In developing countries, a significant quantity of food goes uneaten, but waste is a bigger problem in developed countries. By comparison, China, India, and Russia waste less food per capita than the US, Japan, Germany, France, the UK, Spain, and Australia.
Unfortunately, food is lost and wasted everywhere, and changes are required in all food systems to reduce environmental consequences and guarantee that what we do produce ends up where it is meant – in the tummies of people all over the world, according to WWF.
Tech Solutions Reducing Food Waste
Some startups in Latin America are trying to solve this problem directly. Through technology and a newish habit, they offer consumers the surpluses from restaurants, bakeries, and supermarkets, items that are still safe for human eating but were previously thrown for a number of reasons, at up to 70% off on their apps.
In Brazil, the startup Food to Save offers consumers to choose only the kind of food they want (salty, sweet, or mixed) and one of three available bag sizes/prices ranging from $2 to $4. Within the bags are items that will soon expire or have a less-than-ideal aspect (think “ugly” fruits and veggies), but are still safe to eat. The service is now available in Sao Paulo and Campinas, 274.9 miles away from Sao Paulo.
In Chile, GoodMeal allows customers to buy surprise bags from restaurants, bakeries, and signed partnerships with the country’s three main restaurant chains (Starbucks, Juan Valdez, and Dunkin’ Donuts). The app is available today in Santiago and Via del Mar.
There is a Mexican Cheaf with the same premise as GoodMeal in Mexico. Both apps claim off-the-shelf discounts of up to 70%. The fee paid by the restaurants differs amongst them.

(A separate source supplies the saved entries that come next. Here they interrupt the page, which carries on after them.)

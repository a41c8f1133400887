use chrono::{DateTime, Utc};
use serde::{Deserialize, Serialize};
use std::collections::BTreeMap;

#[derive(Debug, Clone, Copy, PartialEq, Eq, Serialize, Deserialize)]
#[serde(rename_all = "lowercase")]
pub enum BuildStatus {
    Building,
    Success,
    Failed,
}

impl BuildStatus {
    pub fn is_terminal(self) -> bool {
        matches!(self, BuildStatus::Success | BuildStatus::Failed)
    }
}

#[derive(Debug, Clone, Copy, PartialEq, Eq, Serialize, Deserialize)]
#[serde(rename_all = "kebab-case")]
pub enum BuildStep {
    Init,
    MergeRoot,
    MergeOthers,
    Finalizing,
    PostMerge,
}

/// One entry in a `BuildConfig.build` history, appended at merge start and
/// updated in place as the merge progresses through its steps.
#[derive(Debug, Clone, Serialize, Deserialize)]
pub struct BuildHistoryEntry {
    pub status: BuildStatus,
    pub started_at: DateTime<Utc>,
    pub step_started_at: DateTime<Utc>,
    pub step: BuildStep,

    #[serde(default)]
    pub sources: Vec<String>,

    #[serde(default, skip_serializing_if = "Option::is_none")]
    pub pid: Option<u32>,

    /// Human-readable elapsed time, populated only on terminal transitions.
    #[serde(default, skip_serializing_if = "Option::is_none")]
    pub time: Option<String>,

    #[serde(default, skip_serializing_if = "Option::is_none")]
    pub time_in_s: Option<f64>,

    pub logfile: String,
    pub target_backend: String,
    pub target_name: String,

    #[serde(default)]
    pub stats: BTreeMap<String, i64>,

    #[serde(default)]
    pub src_version: BTreeMap<String, String>,

    #[serde(default, skip_serializing_if = "Option::is_none")]
    pub err: Option<String>,
}

impl BuildHistoryEntry {
    pub fn transient(
        step: BuildStep,
        sources: Vec<String>,
        started_at: DateTime<Utc>,
        logfile: String,
        target_backend: String,
        target_name: String,
        pid: u32,
    ) -> Self {
        Self {
            status: BuildStatus::Building,
            started_at,
            step_started_at: Utc::now(),
            step,
            sources,
            pid: Some(pid),
            time: None,
            time_in_s: None,
            logfile,
            target_backend,
            target_name,
            stats: BTreeMap::new(),
            src_version: BTreeMap::new(),
            err: None,
        }
    }
}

GoodMeal does not publish the percentage; it only declares that it charges “a little fee” on each transaction, as well as an annual administrative fee to cover running costs. The commission required by Cheaf is 20%. It varies between 30% and 40% in the Brazilian Food to Save.
What about the results?
Food to Save, GoodMeal, and Cheaf Mexican are developing sustainability apps in Latin America, combating waste that has an environmental impact or creates social injustice.
Food to Save ‘rescued’ 40 tons of food in seven months of operation, acquired by approximately 80,000 active users. Cheaf’s 100,000 users saved 150 tons of food from 600 businesses. GoodMeal claims to have saved 250 tons of food through its 25,000 paying users and 800 partner establishments.
Outside of the environmental issue, the socioeconomic factor is at the center of these organizations’ activities. When it comes to Brazil, the approach appeals to the attractiveness of the discount as well as avoiding these things from being abandoned in a context where over 20 million people are hungry. Unfortunately, Brazil returned to the hunger map in 2021 as a result of the present federal government’s destruction of public policies, a world-first setback.